About this task >> Beginning with the first line below, please restate each line exactly, down to and including the line containing "component from parameters".

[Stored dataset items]
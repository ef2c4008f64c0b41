//! Protocol State Machine - transactional host.
//!
//! The state machine owns every component and executes operations one at a
//! time. Each operation runs against the live state; if it fails, the state
//! is restored to the snapshot taken before it started, so a failed
//! operation has no observable effect (no balances moved, no events).

use serde::{Deserialize, Serialize};
use tracing::{debug, info, warn};

use crate::core::config::{Deployment, ProtocolParams};
use crate::core::exchange::ConstantProductExchange;
use crate::core::ledger::{CollateralLedger, LedgerStatistics, PositionHealth};
use crate::core::token::{AssetRegistry, TokenLedger};
use crate::error::Result;
use crate::liquidation::flash_pool::FlashPool;
use crate::liquidation::orchestrator::{LiquidationOrchestrator, LiquidationPreview, Venues};
use crate::oracle::PriceFeed;
use crate::protocol::events::EventLog;
use crate::protocol::operations::*;
use crate::utils::address::Address;

// ═══════════════════════════════════════════════════════════════════════════════
// PROTOCOL STATE
// ═══════════════════════════════════════════════════════════════════════════════

/// Everything an operation may touch
#[derive(Debug, Clone, Serialize, Deserialize)]
pub struct ProtocolState {
    /// Asset balances and allowances
    pub assets: AssetRegistry,
    /// Price source
    pub oracle: PriceFeed,
    /// Collateral ledger
    pub ledger: CollateralLedger,
    /// Constant-product exchange (asset 0 = collateral, asset 1 = borrowable)
    pub exchange: ConstantProductExchange,
    /// Flash-liquidity pool lending the borrowable asset
    pub flash_pool: FlashPool,
    /// Liquidation orchestrator
    pub orchestrator: LiquidationOrchestrator,
    /// Events of the current block
    pub events: EventLog,
    /// Current block height
    pub block_height: u64,
    /// Current timestamp
    pub timestamp: u64,
}

impl ProtocolState {
    /// Deploy every component from parameters
    pub fn deploy(params: &ProtocolParams, deployment: &Deployment, initial_price: i128) -> Result<Self> {
        params.validate()?;
        deployment.validate()?;

        let mut assets = AssetRegistry::new();
        assets.register(TokenLedger::new(
            deployment.borrow_asset,
            params.borrow_symbol.clone(),
            params.borrow_decimals,
        )?)?;
        assets.register(TokenLedger::new(
            deployment.collateral_asset,
            params.collateral_symbol.clone(),
            params.collateral_decimals,
        )?)?;

        let ledger = CollateralLedger::new(
            deployment.ledger,
            deployment.borrow_asset,
            deployment.collateral_asset,
            params.ltv_bps,
            &assets,
        )?;
        let exchange = ConstantProductExchange::new(
            deployment.exchange,
            deployment.collateral_asset,
            deployment.borrow_asset,
        )?;

        Ok(Self {
            assets,
            oracle: PriceFeed::new(initial_price, params.price_decimals)?,
            ledger,
            exchange,
            flash_pool: FlashPool::new(deployment.flash_pool, deployment.borrow_asset),
            orchestrator: LiquidationOrchestrator::new(deployment.orchestrator),
            events: EventLog::new(),
            block_height: 0,
            timestamp: 0,
        })
    }
}

// ═══════════════════════════════════════════════════════════════════════════════
// STATE MACHINE
// ═══════════════════════════════════════════════════════════════════════════════

/// Protocol state machine - executes operations atomically
pub struct ProtocolStateMachine {
    /// Protocol parameters
    params: ProtocolParams,
    /// Component addresses
    deployment: Deployment,
    /// Live state
    state: ProtocolState,
    /// Operations committed
    committed: u64,
    /// Operations rolled back
    rolled_back: u64,
}

impl ProtocolStateMachine {
    /// Deploy a fresh protocol
    pub fn new(params: ProtocolParams, deployment: Deployment, initial_price: i128) -> Result<Self> {
        let state = ProtocolState::deploy(&params, &deployment, initial_price)?;
        info!(
            ltv_bps = params.ltv_bps,
            borrow = %params.borrow_symbol,
            collateral = %params.collateral_symbol,
            "protocol deployed"
        );
        Ok(Self {
            params,
            deployment,
            state,
            committed: 0,
            rolled_back: 0,
        })
    }

    // ═══════════════════════════════════════════════════════════════════════════
    // ACCESSORS
    // ═══════════════════════════════════════════════════════════════════════════

    /// Protocol parameters
    pub fn params(&self) -> &ProtocolParams {
        &self.params
    }

    /// Component addresses
    pub fn deployment(&self) -> &Deployment {
        &self.deployment
    }

    /// Live state (read-only)
    pub fn state(&self) -> &ProtocolState {
        &self.state
    }

    /// Events emitted so far in this block
    pub fn events(&self) -> &EventLog {
        &self.state.events
    }

    /// `(committed, rolled_back)` operation counts
    pub fn operation_counts(&self) -> (u64, u64) {
        (self.committed, self.rolled_back)
    }

    /// Balance of `account` in one of the deployed assets
    pub fn balance_of(&self, asset: AssetKind, account: &Address) -> Result<u128> {
        self.state
            .assets
            .balance_of(&asset.resolve(&self.deployment), account)
    }

    /// Solvency snapshot of `account`
    pub fn position_health(&self, account: &Address) -> Result<PositionHealth> {
        self.state.ledger.position_health(&self.state.oracle, account)
    }

    /// Aggregate ledger statistics
    pub fn statistics(&self) -> Result<LedgerStatistics> {
        self.state.ledger.statistics(&self.state.oracle)
    }

    /// Dry-run an arbitrage liquidation of `user`
    pub fn preview_liquidation(&self, user: &Address) -> Result<LiquidationPreview> {
        self.state.orchestrator.preview_liquidation(
            &self.state.ledger,
            &self.state.exchange,
            &self.state.oracle,
            user,
        )
    }

    // ═══════════════════════════════════════════════════════════════════════════
    // BLOCK PROCESSING
    // ═══════════════════════════════════════════════════════════════════════════

    /// Begin a new block
    pub fn begin_block(&mut self, height: u64, timestamp: u64) -> Result<()> {
        self.state.block_height = height;
        self.state.timestamp = timestamp;
        self.state.events.clear();
        debug!(height, timestamp, "block started");
        Ok(())
    }

    /// End the current block, draining its events
    pub fn end_block(&mut self) -> Result<EventLog> {
        let events = std::mem::take(&mut self.state.events);
        debug!(height = self.state.block_height, events = events.len(), "block ended");
        Ok(events)
    }

    // ═══════════════════════════════════════════════════════════════════════════
    // OPERATION EXECUTION
    // ═══════════════════════════════════════════════════════════════════════════

    /// Execute a protocol operation atomically
    pub fn execute(&mut self, op: ProtocolOperation) -> Result<OperationResult> {
        let operation = op.operation_type();
        let snapshot = self.state.clone();

        match self.dispatch(op) {
            Ok(result) => {
                self.committed += 1;
                debug!(operation, ?result, "operation committed");
                Ok(result)
            }
            Err(e) => {
                self.state = snapshot;
                self.rolled_back += 1;
                warn!(operation, code = e.code(), error = %e, "operation rolled back");
                Err(e)
            }
        }
    }

    /// Execute operations in order, stopping at the first failure
    pub fn execute_all(&mut self, ops: impl IntoIterator<Item = ProtocolOperation>) -> Result<Vec<OperationResult>> {
        ops.into_iter().map(|op| self.execute(op)).collect()
    }

    fn dispatch(&mut self, op: ProtocolOperation) -> Result<OperationResult> {
        let s = &mut self.state;

        match op {
            ProtocolOperation::Deposit { caller, amount } => {
                s.ledger.deposit(&mut s.assets, &mut s.events, caller, amount)?;
                Ok(OperationResult::Done)
            }
            ProtocolOperation::Borrow { caller, amount } => {
                s.ledger
                    .borrow(&mut s.assets, &s.oracle, &mut s.events, caller, amount)?;
                Ok(OperationResult::Done)
            }
            ProtocolOperation::Repay { caller, amount } => {
                s.ledger.repay(&mut s.assets, &mut s.events, caller, amount)?;
                Ok(OperationResult::Done)
            }
            ProtocolOperation::Withdraw { caller, amount } => {
                s.ledger
                    .withdraw(&mut s.assets, &s.oracle, &mut s.events, caller, amount)?;
                Ok(OperationResult::Done)
            }
            ProtocolOperation::Liquidate { caller, user } => {
                let collateral = s
                    .ledger
                    .liquidate(&mut s.assets, &s.oracle, &mut s.events, caller, user)?;
                Ok(OperationResult::Seized { collateral })
            }

            ProtocolOperation::Initialize {
                caller,
                amount0,
                amount1,
            } => {
                let shares = s
                    .exchange
                    .initialize(&mut s.assets, &mut s.events, caller, amount0, amount1)?;
                Ok(OperationResult::Shares { shares })
            }
            ProtocolOperation::Mint {
                caller,
                amount0,
                amount1,
            } => {
                let shares = s
                    .exchange
                    .mint(&mut s.assets, &mut s.events, caller, amount0, amount1)?;
                Ok(OperationResult::Shares { shares })
            }
            ProtocolOperation::Burn { caller, shares } => {
                let (amount0, amount1) = s.exchange.burn(&mut s.assets, &mut s.events, caller, shares)?;
                Ok(OperationResult::Withdrawn { amount0, amount1 })
            }
            ProtocolOperation::Sell0 { caller, amount } => {
                let amount_out = s.exchange.sell0(&mut s.assets, &mut s.events, caller, amount)?;
                Ok(OperationResult::Swapped { amount_out })
            }
            ProtocolOperation::Sell1 { caller, amount } => {
                let amount_out = s.exchange.sell1(&mut s.assets, &mut s.events, caller, amount)?;
                Ok(OperationResult::Swapped { amount_out })
            }

            ProtocolOperation::ArbitrageLiquidate { caller, user } => {
                let venues = Venues {
                    ledger: &mut s.ledger,
                    exchange: &mut s.exchange,
                    oracle: &s.oracle,
                    events: &mut s.events,
                };
                let profit = s
                    .orchestrator
                    .liquidate(&mut s.assets, &mut s.flash_pool, venues, caller, user)?;
                Ok(OperationResult::Profit { profit })
            }
            ProtocolOperation::OnLoanReceived {
                caller,
                initiator,
                amount,
                data,
            } => {
                let mut venues = Venues {
                    ledger: &mut s.ledger,
                    exchange: &mut s.exchange,
                    oracle: &s.oracle,
                    events: &mut s.events,
                };
                let profit = s.orchestrator.on_loan_received(
                    &mut s.assets,
                    &mut venues,
                    caller,
                    initiator,
                    amount,
                    &data,
                )?;
                Ok(OperationResult::Profit { profit })
            }

            ProtocolOperation::Faucet { asset, to, amount } => {
                s.assets.mint(&asset.resolve(&self.deployment), to, amount)?;
                Ok(OperationResult::Done)
            }
            ProtocolOperation::Approve {
                owner,
                asset,
                spender,
                amount,
            } => {
                s.assets.approve(
                    &asset.resolve(&self.deployment),
                    owner,
                    spender.resolve(&self.deployment),
                    amount,
                )?;
                Ok(OperationResult::Done)
            }
            ProtocolOperation::SetPrice { price } => {
                s.oracle.set_price(price, s.timestamp);
                Ok(OperationResult::Done)
            }
        }
    }
}

#[cfg(test)]
mod tests {
    use super::*;
    use crate::error::Error;

    const WAD: u128 = 1_000_000_000_000_000_000;

    fn machine() -> ProtocolStateMachine {
        let params = ProtocolParams::default().with_ltv(10_000);
        ProtocolStateMachine::new(params, Deployment::default(), (WAD / 2000) as i128).unwrap()
    }

    #[test]
    fn test_deploy_validates_params() {
        let params = ProtocolParams::default().with_ltv(0);
        assert!(ProtocolStateMachine::new(params, Deployment::default(), 1).is_err());
    }

    #[test]
    fn test_failed_operation_rolls_back() {
        let mut sm = machine();
        let alice = Address::from_label("alice");

        sm.execute(ProtocolOperation::Faucet {
            asset: AssetKind::Collateral,
            to: alice,
            amount: WAD,
        })
        .unwrap();

        // No allowance: the ledger records the deposit, then the pull fails
        let err = sm
            .execute(ProtocolOperation::Deposit { caller: alice, amount: WAD })
            .unwrap_err();
        assert_eq!(err, Error::TransferFailed(sm.deployment().collateral_asset));
        assert_eq!(sm.state().ledger.deposited(&alice), 0);
        assert!(sm.events().is_empty());
        assert_eq!(sm.operation_counts(), (1, 1));
    }

    #[test]
    fn test_end_block_drains_events() {
        let mut sm = machine();
        let alice = Address::from_label("alice");
        sm.begin_block(1, 100).unwrap();
        sm.execute_all([
            ProtocolOperation::Faucet {
                asset: AssetKind::Collateral,
                to: alice,
                amount: WAD,
            },
            ProtocolOperation::Approve {
                owner: alice,
                asset: AssetKind::Collateral,
                spender: Spender::Ledger,
                amount: WAD,
            },
            ProtocolOperation::Deposit { caller: alice, amount: WAD },
        ])
        .unwrap();

        let events = sm.end_block().unwrap();
        assert_eq!(events.len(), 1);
        assert!(sm.events().is_empty());
        assert_eq!(sm.state().block_height, 1);
    }

    #[test]
    fn test_set_price_uses_block_timestamp() {
        let mut sm = machine();
        sm.begin_block(7, 1_700).unwrap();
        sm.execute(ProtocolOperation::SetPrice { price: 42 }).unwrap();

        let latest = crate::oracle::PriceSource::latest_price(&sm.state().oracle);
        assert_eq!(latest.price, 42);
        assert_eq!(latest.timestamp, 1_700);
    }
}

Written answer >>
repository ef2c4008f64c0b41
//! Protocol State Machine - transactional host.
//!
//! The state machine owns every component and executes operations one at a
//! time. Each operation runs against the live state; if it fails, the state
//! is restored to the snapshot taken before it started, so a failed
//! operation has no observable effect (no balances moved, no events).

use serde::{Deserialize, Serialize};
use tracing::{debug, info, warn};

use crate::core::config::{Deployment, ProtocolParams};
use crate::core::exchange::ConstantProductExchange;
use crate::core::ledger::{CollateralLedger, LedgerStatistics, PositionHealth};
use crate::core::token::{AssetRegistry, TokenLedger};
use crate::error::Result;
use crate::liquidation::flash_pool::FlashPool;
use crate::liquidation::orchestrator::{LiquidationOrchestrator, LiquidationPreview, Venues};
use crate::oracle::PriceFeed;
use crate::protocol::events::EventLog;
use crate::protocol::operations::*;
use crate::utils::address::Address;

// ═══════════════════════════════════════════════════════════════════════════════
// PROTOCOL STATE
// ═══════════════════════════════════════════════════════════════════════════════

/// Everything an operation may touch
#[derive(Debug, Clone, Serialize, Deserialize)]
pub struct ProtocolState {
    /// Asset balances and allowances
    pub assets: AssetRegistry,
    /// Price source
    pub oracle: PriceFeed,
    /// Collateral ledger
    pub ledger: CollateralLedger,
    /// Constant-product exchange (asset 0 = collateral, asset 1 = borrowable)
    pub exchange: ConstantProductExchange,
    /// Flash-liquidity pool lending the borrowable asset
    pub flash_pool: FlashPool,
    /// Liquidation orchestrator
    pub orchestrator: LiquidationOrchestrator,
    /// Events of the current block
    pub events: EventLog,
    /// Current block height
    pub block_height: u64,
    /// Current timestamp
    pub timestamp: u64,
}

impl ProtocolState {
    /// Deploy every component from parameters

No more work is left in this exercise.